For his actions at Arnhem Queen Wilhelmina of the Netherlands awarded Thompson the Bronze Cross. The citation ran:

On 20th September 1944, West of Arnhem when elements of three Battalions were forced to withdraw from Arnhem under heavy enemy pressure, Lieutenant-Colonel Thompson was commanding the 1st Airlanding Light Regiment, he immediately assumed command of the area, collected every available man and organised the defence of the area. This position, during this period was being heavily shelled and mortared. Lieutenant-Colonel Thompson showed great initiative and determination and the highest degree of personal courage. By his most excellent example and complete lack of self interest, he was entirely responsible for restoring confidence among the troops, and for the ultimate defeat of the enemy attack by tanks and infantry.
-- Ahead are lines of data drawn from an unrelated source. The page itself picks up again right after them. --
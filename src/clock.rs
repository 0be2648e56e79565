/// Timestamp of the last accepted user interaction (ms since boot).
#[derive(Clone, Copy, Debug, Default, PartialEq, Eq)]
#[cfg_attr(feature = "defmt", derive(defmt::Format))]
pub struct InteractionClock {
    last_ms: u64,
}

impl InteractionClock {
    pub const fn new(now_ms: u64) -> Self {
        Self { last_ms: now_ms }
    }

    /// Record an interaction at `now_ms`.
    pub fn touch(&mut self, now_ms: u64) {
        self.last_ms = now_ms;
    }

    pub fn last_ms(&self) -> u64 {
        self.last_ms
    }

    /// Elapsed time since the last interaction. A clock that reads earlier
    /// than the stored stamp counts as zero idle time.
    pub fn idle_ms(&self, now_ms: u64) -> u64 {
        now_ms.saturating_sub(self.last_ms)
    }
}
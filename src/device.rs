//! The device loop: boot sequence and one cooperative iteration.
//!
//! `tick` order:
//! 1. battery sample (rate limited), status bar redraw on change
//! 2. touch sample through the gate; a touch while the screen is off only
//!    wakes it
//! 3. feature mode: hand the iteration to the launcher; menu modes: redraw
//!    dirty screens, then dispatch the touch
//! 4. wait for release after any accepted touch
//! 5. power policy, in every mode

use crate::battery::BatteryMonitor;
use crate::board::{Board, Platform};
use crate::config::{LOADING_STEP_MS, LOADING_STEP_PERCENT, LOGO_DURATION_MS};
use crate::dispatch::{Dispatch, TouchDispatcher};
use crate::feature::FeatureContext;
use crate::launcher::FeatureLauncher;
use crate::menu::MenuModel;
use crate::power::PowerPolicy;
use crate::settings::Settings;
use crate::touch::{Release, TouchGate};
use crate::ui::palette::{GREEN, ORANGE};
use crate::ui::Renderer;
use embedded_graphics::pixelcolor::Rgb565;
use embedded_graphics::prelude::Point;
use embedded_hal::delay::DelayNs;

const LOADING_ORIGIN: Point = Point::new(20, 240);
const LOADING_WIDTH: u32 = 200;

pub struct Device<P: Platform, R> {
    board: Board<P>,
    ui: R,
    menu: MenuModel,
    gate: TouchGate,
    dispatcher: TouchDispatcher,
    launcher: FeatureLauncher,
    battery: BatteryMonitor,
    power: PowerPolicy,
    settings: Settings,
}

impl<P: Platform, R: Renderer> Device<P, R> {
    pub fn new(board: Board<P>, ui: R, gate: TouchGate) -> Self {
        let now_ms = board.now_ms();
        Self {
            board,
            ui,
            menu: MenuModel::new(now_ms),
            gate,
            dispatcher: TouchDispatcher::new(),
            launcher: FeatureLauncher::new(),
            battery: BatteryMonitor::new(),
            power: PowerPolicy::new(),
            settings: Settings::default(),
        }
    }

    pub fn board(&self) -> &Board<P> {
        &self.board
    }

    pub fn board_mut(&mut self) -> &mut Board<P> {
        &mut self.board
    }

    pub fn ui(&self) -> &R {
        &self.ui
    }

    pub fn menu(&self) -> &MenuModel {
        &self.menu
    }

    pub fn launcher(&self) -> &FeatureLauncher {
        &self.launcher
    }

    pub fn power(&self) -> &PowerPolicy {
        &self.power
    }

    pub fn settings(&self) -> &Settings {
        &self.settings
    }

    /// Splash, progress bar, first battery sample, then the main menu.
    pub fn boot(&mut self) {
        info!("Boot: {} {}", crate::config::FIRMWARE_NAME, crate::config::FIRMWARE_VERSION);
        self.power.apply(0, &self.settings, &mut self.board.backlight);

        self.display_logo(ORANGE, LOGO_DURATION_MS);
        for percent in (0..=100u8).step_by(LOADING_STEP_PERCENT.max(1) as usize) {
            self.ui
                .loading(percent, GREEN, LOADING_ORIGIN, LOADING_WIDTH, true);
            self.board.delay.delay_ms(LOADING_STEP_MS);
        }

        let now_ms = self.board.now_ms();
        self.battery.update(&mut self.board.battery, now_ms);
        self.ui.draw_status_bar(self.battery.voltage(), true);
        self.menu.enter_main_menu(now_ms);
        info!("Boot: done");
    }

    /// Draw the splash screen and hold it for `duration_ms`.
    pub fn display_logo(&mut self, color: Rgb565, duration_ms: u32) {
        self.ui.display_logo(color);
        self.board.delay.delay_ms(duration_ms);
    }

    /// One loop iteration.
    pub fn tick(&mut self) {
        let now_ms = self.board.now_ms();

        if self.battery.update(&mut self.board.battery, now_ms) {
            self.ui.draw_status_bar(self.battery.voltage(), true);
        }

        let accepted = self.gate.poll(&mut self.board.touch);
        let mut touch = accepted;
        if accepted.is_some() {
            if self.power.is_off() {
                info!("Power: wake on touch");
                touch = None;
            }
            self.menu.state_mut().touch(now_ms);
        }

        // A notice stays up until the next touch back in the menus.
        if touch.is_some() && !self.menu.state().feature_active() && self.launcher.take_notice() {
            self.ui.draw_status_bar(self.battery.voltage(), true);
        }

        let mut ctx = FeatureContext {
            board: &mut self.board,
            ui: &mut self.ui,
            settings: &mut self.settings,
            battery: self.battery.voltage(),
            now_ms,
            touch,
        };

        if self.menu.state().feature_active() {
            self.launcher.poll(&mut self.menu, &mut ctx);
        } else {
            redraw_menus(&mut self.menu, &mut *ctx.ui);
            if let Some(point) = touch {
                if let Dispatch::Launch(feature) = self.dispatcher.dispatch(&mut self.menu, point, now_ms) {
                    // Failure already left the model in the submenu with a notice.
                    let _ = self.launcher.activate(feature, &mut self.menu, &mut ctx);
                }
            }
        }

        if accepted.is_some()
            && self.gate.wait_for_release(&mut self.board.touch, &mut self.board.delay)
                == Release::TimedOut
        {
            warn!("Touch: release wait timed out");
        }

        let idle_ms = self.menu.state().clock().idle_ms(self.board.now_ms());
        self.power
            .apply(idle_ms, &self.settings, &mut self.board.backlight);
    }
}

/// Draw whichever menu screen is active and not yet on the panel.
fn redraw_menus<R: Renderer>(menu: &mut MenuModel, ui: &mut R) {
    let state = *menu.state();
    if state.is_main_menu() && !state.menu_initialized() {
        ui.display_menu(state.current_menu_index());
        menu.state_mut().mark_menu_drawn();
    } else if state.in_sub_menu() && !state.submenu_initialized() {
        ui.display_submenu(
            state.current_menu_index(),
            menu.submenu().entries(),
            state.current_submenu_index(),
        );
        menu.state_mut().mark_submenu_drawn();
    }
}

#[cfg(test)]
mod tests {
    use super::*;
    use crate::feature::mock::{self, FakePlatform, RecordingUi};
    use crate::menu::Category;
    use crate::power_logic::BacklightLevel;
    use crate::touch::{Calibration, RawTouch};
    use crate::ui::layout;

    fn device() -> Device<FakePlatform, RecordingUi> {
        let mut board = mock::board();
        board.battery.millivolts = Some(3_900);
        let mut device = Device::new(board, RecordingUi::default(), TouchGate::new(Calibration::DEFAULT));
        device.boot();
        device
    }

    /// Raw sample that maps onto `point` under the default calibration.
    fn raw_at(point: Point) -> RawTouch {
        // Inverse of the 100..=900 -> 0..=239 / 0..=319 mapping, rounded up.
        let x = 100 + (point.x as u32 * 800).div_ceil(239);
        let y = 100 + (point.y as u32 * 800).div_ceil(319);
        RawTouch {
            x: x as u16,
            y: y as u16,
            pressure: 400,
        }
    }

    fn tap(device: &mut Device<FakePlatform, RecordingUi>, point: Point) {
        device.board_mut().touch.samples.push_back(raw_at(point));
        device.tick();
    }

    #[test]
    fn boot_shows_logo_progress_and_menu() {
        let mut device = device();
        assert_eq!(device.ui().logos, 1);
        assert_eq!(device.ui().loading.first(), Some(&0));
        assert_eq!(device.ui().loading.last(), Some(&100));
        assert!(device.menu().state().is_main_menu());
        assert_eq!(device.board().backlight.percent, Some(100));

        device.tick();
        assert_eq!(device.ui().menus, [Category::SubGhz]);
        // Drawn once until something invalidates it.
        device.tick();
        assert_eq!(device.ui().menus.len(), 1);
    }

    #[test]
    fn raw_helper_lands_on_target() {
        let gate = TouchGate::new(Calibration::DEFAULT);
        for point in [Point::new(0, 0), Point::new(120, 160), Point::new(239, 319), Point::new(65, 80)] {
            assert_eq!(gate.accept(raw_at(point)), Some(point));
        }
    }

    #[test]
    fn release_wait_follows_accepted_touch() {
        let mut device = device();
        device.tick();
        let waited = device.board().delay.elapsed_ns;
        let held = raw_at(Point::new(115, 80));
        device.board_mut().touch.samples.extend([held, held, held]);
        device.tick();
        // Two held reads after the accepted one, one poll interval each.
        assert_eq!(
            device.board().delay.elapsed_ns - waited,
            2 * crate::config::TOUCH_RELEASE_POLL_MS as u64 * 1_000_000
        );
        assert!(device.board().touch.samples.is_empty());
    }

    #[test]
    fn touch_while_dark_only_wakes() {
        let mut device = device();
        device.tick();

        let off_after = device.settings().idle_thresholds.off_after_ms;
        device.board_mut().clock.now_ms += off_after;
        device.tick();
        assert_eq!(device.power().level(), BacklightLevel::Off);
        assert_eq!(device.board().backlight.percent, Some(0));

        tap(&mut device, layout::menu_cell(Category::Tools.index()).center());
        assert!(device.menu().state().is_main_menu());
        assert_eq!(device.power().level(), BacklightLevel::Full);
        assert_eq!(device.board().backlight.percent, Some(100));
    }

    #[test]
    fn next_menu_touch_clears_notice() {
        let mut device = device();
        device.board_mut().subghz.present = false;
        device.tick();
        tap(&mut device, layout::menu_cell(Category::SubGhz.index()).center());
        device.tick();
        let drawn = device.ui().status_bars.len();

        tap(&mut device, layout::submenu_row(0).center());
        assert!(device.menu().state().in_sub_menu());
        assert_eq!(device.ui().notices, ["CC1101 not found"]);
        assert_eq!(device.ui().status_bars.len(), drawn);

        tap(&mut device, Point::new(120, 300));
        assert_eq!(device.ui().status_bars.len(), drawn + 1);

        // Only once per notice.
        tap(&mut device, Point::new(120, 300));
        assert_eq!(device.ui().status_bars.len(), drawn + 1);
    }

    #[test]
    fn battery_change_redraws_status_bar() {
        let mut device = device();
        let drawn = device.ui().status_bars.len();

        device.board_mut().battery.millivolts = Some(3_500);
        device.board_mut().clock.now_ms += crate::config::BATTERY_SAMPLE_INTERVAL_MS;
        device.tick();
        assert_eq!(device.ui().status_bars.len(), drawn + 1);
    }
}
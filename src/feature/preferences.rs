//! Settings features: each one cycles a preset in [`Settings`].
//!
//! Changes take effect on the next power policy evaluation, which happens
//! at the end of the same loop iteration.

use super::{line, Feature, FeatureContext, Step};
use crate::board::Platform;
use crate::config::BACKLIGHT_DIM_PERCENT;
use crate::power_logic::IdleThresholds;
use crate::settings::Settings;
use crate::ui::input_logic::{feature_region_at, FeatureRegion};
use crate::ui::palette::{LIGHT_GRAY, WHITE};
use crate::ui::Renderer;

#[derive(Clone, Copy, Debug, PartialEq, Eq)]
#[cfg_attr(feature = "defmt", derive(defmt::Format))]
pub enum Kind {
    ScreenTimeout,
    Brightness,
}

pub struct Preference {
    kind: Kind,
}

impl Preference {
    pub fn setup<P: Platform, R: Renderer>(ctx: &mut FeatureContext<'_, P, R>, kind: Kind) -> Self {
        let preference = Self { kind };
        let feature = match kind {
            Kind::ScreenTimeout => Feature::ScreenTimeout,
            Kind::Brightness => Feature::Brightness,
        };
        ctx.ui.feature_frame(feature.title());
        preference.draw(ctx);
        ctx.ui.feature_actions(Some("Change"), None);
        preference
    }

    fn draw<P: Platform, R: Renderer>(&self, ctx: &mut FeatureContext<'_, P, R>) {
        let settings: &Settings = ctx.settings;
        match self.kind {
            Kind::ScreenTimeout => {
                let thresholds = settings.idle_thresholds;
                if thresholds == IdleThresholds::NEVER {
                    ctx.ui.feature_line(0, "Always on", WHITE);
                    ctx.ui.feature_line(1, "", WHITE);
                } else {
                    let dim = line(format_args!("Dim after {} s", thresholds.dim_after_ms / 1000));
                    let off = line(format_args!("Off after {} s", thresholds.off_after_ms / 1000));
                    ctx.ui.feature_line(0, &dim, WHITE);
                    ctx.ui.feature_line(1, &off, WHITE);
                }
            }
            Kind::Brightness => {
                let level = line(format_args!("Level: {}%", settings.brightness_percent));
                let dim = line(format_args!("Dimmed: {}%", BACKLIGHT_DIM_PERCENT));
                ctx.ui.feature_line(0, &level, WHITE);
                ctx.ui.feature_line(1, &dim, LIGHT_GRAY);
            }
        }
    }

    pub fn step<P: Platform, R: Renderer>(&mut self, ctx: &mut FeatureContext<'_, P, R>) -> Step {
        let touched_change = ctx
            .touch
            .is_some_and(|p| feature_region_at(p) == FeatureRegion::ActionLeft);
        if !touched_change {
            return Step::Continue;
        }

        match self.kind {
            Kind::ScreenTimeout => ctx.settings.cycle_timeout(),
            Kind::Brightness => ctx.settings.cycle_brightness(),
        }
        info!("Settings: {} -> {}", self.kind, *ctx.settings);
        self.draw(ctx);
        Step::Continue
    }
}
Less determination and disregard to danger on his part would certainly have altered the sequence of events in this area and the whole course of the battle on the 20 [sic] and 21 [sic] September."

==Post–Second World War==
On his release from captivity Thompson held various staff appointments before commanding 61st Light Field Regiment during the latter stages of the Korean War and was made an Officer of the Order of the British Empire in the 1954 Birthday Honours. Thompson was promoted to Brigadier at the end of 1958 and ended his army career as deputy director of staff duties at the War Office retiring in 1959.

==Journalism career==
After leaving the army Thompson became defence correspondent of the Daily Telegraph, a post he held until 1976. During his period as a journalist he reported from the front line of several wars including the Vietnam War, the Yom Kippur War and the Sino-Indian War of 1962.

Between 1970 and 1978 Thompson was Honorary Colonel of 289 Parachute Troop, Royal Artillery.

==Personal life==
Thompson married Rosemary Foster in 1937 and they had three children, all of whom survived him.